An interesting observation is that the unclaim cohort has many high outliers. A boxplot of the first year revenue illustrates:

Comparing the mean first year revenue to the median also illustrates the impact of outliers. The outliers cause the mean to be much higher for unclaims, while for the median, the reverse is the case.


The highest value addresses in the unclaim cohort are shown below.

These addresses show bot-like behavior on Arbiscan. They have more transactions than would normally come from a human, and the transactions are more frequent and constant than a human would produce.
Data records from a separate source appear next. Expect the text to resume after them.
//! PubTator-format corpus parsing and batch paper construction.
//!
//! The BioCreative V CDR corpus ships as line-oriented PubTator records:
//!
//! ```text
//! 2377|t|Title text
//! 2377|a|Abstract text
//! 2377<TAB>start<TAB>stop<TAB>mention<TAB>type<TAB>identifier
//! 2377<TAB>CID<TAB>chemical_id<TAB>disease_id
//! <blank line>
//! ```
//!
//! Parsing is plain line dispatch into [`PaperRecord`] values; all real
//! validation happens during [`Paper`] construction. Batch construction
//! isolates failures per paper: one malformed record is reported alongside
//! the papers that did build, rather than aborting the corpus run. Paper
//! constructions are independent, so the batch map parallelizes across
//! papers (enable the `parallel` feature); classification inside one paper
//! stays sequential.

use crate::error::{Error, Result};
use crate::paper::{AnnotationRecord, OverlapPolicy, Paper, PaperRecord};
use crate::segment::SentenceSplitter;
use std::path::Path;

/// Parse a PubTator-format file.
///
/// # Errors
///
/// IO failures and malformed lines are fatal to the whole parse; per-paper
/// semantic problems are deferred to construction.
pub fn load_pubtator(path: impl AsRef<Path>) -> Result<Vec<PaperRecord>> {
    parse_pubtator(&std::fs::read_to_string(path)?)
}

/// Parse PubTator-format text into raw paper records.
///
/// # Errors
///
/// Fails on structurally malformed lines (wrong field counts, bad offsets,
/// pmid mismatches), identifying the one-based line number.
pub fn parse_pubtator(content: &str) -> Result<Vec<PaperRecord>> {
    let mut papers = Vec::new();
    // The bool tracks whether the abstract line has been consumed yet.
    let mut current: Option<(PaperRecord, bool)> = None;

    for (i, line) in content.lines().enumerate() {
        let lineno = i + 1;
        let line = line.trim_end_matches('\r');

        if line.is_empty() {
            if let Some((record, _)) = current.take() {
                papers.push(record);
            }
            continue;
        }

        match current.as_mut() {
            None => {
                let (pmid, title) = parse_text_line(line, lineno, "t")?;
                current = Some((
                    PaperRecord {
                        pmid,
                        title,
                        ..PaperRecord::default()
                    },
                    false,
                ));
            }
            Some((record, has_abstract @ false)) => {
                let (pmid, abstract_text) = parse_text_line(line, lineno, "a")?;
                if pmid != record.pmid {
                    return Err(Error::parse(
                        lineno,
                        format!("abstract pmid {pmid} does not match title pmid {}", record.pmid),
                    ));
                }
                record.abstract_text = abstract_text;
                *has_abstract = true;
            }
            Some((record, true)) => parse_body_line(line, lineno, record)?,
        }
    }

    if let Some((record, _)) = current.take() {
        papers.push(record);
    }

    Ok(papers)
}

/// Parse a `PMID|t|...` or `PMID|a|...` line.
fn parse_text_line(line: &str, lineno: usize, expected: &str) -> Result<(u32, String)> {
    let mut parts = line.splitn(3, '|');
    let pmid = parts.next().unwrap_or("");
    let kind = parts.next().unwrap_or("");
    let text = parts
        .next()
        .ok_or_else(|| Error::parse(lineno, "expected PMID|t|text or PMID|a|text"))?;
    if kind != expected {
        return Err(Error::parse(
            lineno,
            format!("expected a `{expected}` line, found `{kind}`"),
        ));
    }
    let pmid = pmid
        .parse::<u32>()
        .map_err(|_| Error::parse(lineno, format!("invalid pmid `{pmid}`")))?;
    Ok((pmid, text.to_string()))
}

/// Parse an annotation or relation row into the current record.
fn parse_body_line(line: &str, lineno: usize, record: &mut PaperRecord) -> Result<()> {
    let fields: Vec<&str> = line.split('\t').collect();

    match fields.as_slice() {
        [pmid, "CID", chemical, disease] => {
            check_pmid(pmid, record.pmid, lineno)?;
            record
                .gold_relations
                .push(((*chemical).to_string(), (*disease).to_string()));
            Ok(())
        }
        // Annotation rows carry 6 fields, or 7 when a normalizer appends
        // per-component mention text.
        [pmid, start, stop, mention, stype, identifier]
        | [pmid, start, stop, mention, stype, identifier, _] => {
            check_pmid(pmid, record.pmid, lineno)?;
            let start = parse_offset(start, lineno)?;
            let stop = parse_offset(stop, lineno)?;
            record.annotations.push(AnnotationRecord {
                identifier: (*identifier).to_string(),
                semantic_type: (*stype).to_string(),
                mention: (*mention).to_string(),
                start,
                stop,
            });
            Ok(())
        }
        _ => Err(Error::parse(
            lineno,
            format!("expected 4-field relation or 6-7 field annotation, found {} fields", fields.len()),
        )),
    }
}

fn check_pmid(field: &str, expected: u32, lineno: usize) -> Result<()> {
    let pmid = field
        .parse::<u32>()
        .map_err(|_| Error::parse(lineno, format!("invalid pmid `{field}`")))?;
    if pmid != expected {
        return Err(Error::parse(
            lineno,
            format!("row pmid {pmid} does not match record pmid {expected}"),
        ));
    }
    Ok(())
}

fn parse_offset(field: &str, lineno: usize) -> Result<usize> {
    field
        .parse::<usize>()
        .map_err(|_| Error::parse(lineno, format!("invalid offset `{field}`")))
}

/// Construct papers from raw records, isolating per-paper failures.
///
/// Returns the successfully built papers and, separately, the pmid and
/// error of every record that failed. With the `parallel` feature enabled
/// the map runs across papers with rayon; order of the returned papers
/// follows the input either way.
#[must_use]
pub fn build_papers(
    records: Vec<PaperRecord>,
    splitter: &(dyn SentenceSplitter + Sync),
    policy: OverlapPolicy,
) -> (Vec<Paper>, Vec<(u32, Error)>) {
    #[cfg(feature = "parallel")]
    let results: Vec<(u32, Result<Paper>)> = {
        use rayon::prelude::*;
        records
            .into_par_iter()
            .map(|record| {
                let pmid = record.pmid;
                (pmid, Paper::with_policy(record, splitter, policy))
            })
            .collect()
    };

    #[cfg(not(feature = "parallel"))]
    let results: Vec<(u32, Result<Paper>)> = records
        .into_iter()
        .map(|record| {
            let pmid = record.pmid;
            (pmid, Paper::with_policy(record, splitter, policy))
        })
        .collect();

    let mut papers = Vec::new();
    let mut failures = Vec::new();
    for (pmid, result) in results {
        match result {
            Ok(paper) => papers.push(paper),
            Err(err) => {
                log::warn!("pmid {pmid}: construction failed: {err}");
                failures.push((pmid, err));
            }
        }
    }
    (papers, failures)
}

#[cfg(test)]
mod tests {
    use super::*;
    use crate::segment::MedlineSplitter;

    const SAMPLE: &str = "\
2377|t|Aspirin induced gastric ulcer.
2377|a|A case report with follow-up.
2377\t0\t7\tAspirin\tChemical\tD001241
2377\t16\t29\tgastric ulcer\tDisease\tD013276
2377\tCID\tD001241\tD013276

2378|t|Unrelated title.
2378|a|Unrelated abstract.

";

    #[test]
    fn test_parse_two_records() {
        let records = parse_pubtator(SAMPLE).unwrap();
        assert_eq!(records.len(), 2);

        let first = &records[0];
        assert_eq!(first.pmid, 2377);
        assert_eq!(first.title, "Aspirin induced gastric ulcer.");
        assert_eq!(first.abstract_text, "A case report with follow-up.");
        assert_eq!(first.annotations.len(), 2);
        assert_eq!(first.annotations[0].mention, "Aspirin");
        assert_eq!(first.annotations[1].start, 16);
        assert_eq!(first.gold_relations, vec![("D001241".into(), "D013276".into())]);

        assert_eq!(records[1].pmid, 2378);
        assert!(records[1].annotations.is_empty());
    }

    #[test]
    fn test_missing_trailing_blank_line() {
        let records = parse_pubtator(SAMPLE.trim_end()).unwrap();
        assert_eq!(records.len(), 2);
    }

    #[test]
    fn test_seven_field_annotation_row() {
        let content = "\
100|t|Aspirin study.
100|a|Notes.
100\t0\t7\tAspirin\tChemical\tD001241\tAspirin
";
        let records = parse_pubtator(content).unwrap();
        assert_eq!(records[0].annotations.len(), 1);
    }

    #[test]
    fn test_malformed_lines_report_line_numbers() {
        let err = parse_pubtator("2377|x|Bad kind.").unwrap_err();
        assert!(err.to_string().starts_with("line 1"));

        let err = parse_pubtator("notanumber|t|Title.").unwrap_err();
        assert!(err.to_string().contains("invalid pmid"));

        let content = "2377|t|Title.\n2378|a|Mismatched.";
        let err = parse_pubtator(content).unwrap_err();
        assert!(err.to_string().contains("does not match"));

        let content = "2377|t|Title.\n2377|a|Abstract.\n2377\ttoo\tfew";
        let err = parse_pubtator(content).unwrap_err();
        assert!(err.to_string().starts_with("line 3"));
    }

    #[test]
    fn test_build_papers_isolates_failures() {
        // Second record's annotation offsets do not match its text.
        let content = "\
2377|t|Aspirin induced gastric ulcer.
2377|a|A case report with follow-up.
2377\t0\t7\tAspirin\tChemical\tD001241
2377\t16\t29\tgastric ulcer\tDisease\tD013276

9999|t|Broken record.
9999|a|Nothing aligns.
9999\t0\t7\tAspirin\tChemical\tD001241
";
        let records = parse_pubtator(content).unwrap();
        let (papers, failures) =
            build_papers(records, &MedlineSplitter::new(), OverlapPolicy::default());

        assert_eq!(papers.len(), 1);
        assert_eq!(papers[0].pmid(), 2377);
        assert_eq!(failures.len(), 1);
        assert_eq!(failures[0].0, 9999);
        assert_eq!(failures[0].1.pmid(), Some(9999));
    }
}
This, together with the outlier analysis in the previous section, provide evidence that the outsized impact of the unclaim cohort is due to bots included in that cohort.
Transactions per minute provides one useful criterion for differentiating bots from humans. Here, we can define tx/min as:
count of transactions / (final transaction time - first transaction time)
where the set of transactions is taken over the year following the airdrop.
If we exclude the top 25% of addresses with high tx/min, we find that the outsized impact of the unclaim cohort is greatly reduced:

The unclaim cohort shows a suprising contribution to first-year revenue. This is explained by bot-like behavior among the highest contributors in the cohort. Eliminating addresses with very high transaction rates causes the revenue contribution from this cohort to be inline with expectations.
Airdrop targeting is traditionally aimed at human users, and the bots are a confounding factor in comparing targeting methodologies. While this does not provide prescriptive guidance for eliminating bots from an airdrop or an onchain analysis, it does demonstrate that the outsized impact of the unclaim cohort is likely unimportant when comparing the historical airdrop to algorithmic pagerank targeting.